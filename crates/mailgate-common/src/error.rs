//! Error types for Mailgate

use thiserror::Error;

/// Main error type for Mailgate
#[derive(Error, Debug)]
pub enum Error {
    #[error("Configuration error: {0}")]
    Config(String),

    #[error("DNS error: {0}")]
    Dns(String),

    #[error("Scanner error: {0}")]
    Scanner(String),

    #[error("Routing error: {0}")]
    Routing(String),

    #[error("Validation error: {0}")]
    Validation(String),

    #[error("Internal error: {0}")]
    Internal(String),

    #[error(transparent)]
    Other(#[from] anyhow::Error),
}

/// Result type alias for Mailgate
pub type Result<T> = std::result::Result<T, Error>;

WHAT YOU WILL DO
Report every line in the data that holds "Result", copying each one.

WRITTEN SOLUTION
/// Result type alias for Mailgate
pub type Result<T> = std::result::Result<T, Error>;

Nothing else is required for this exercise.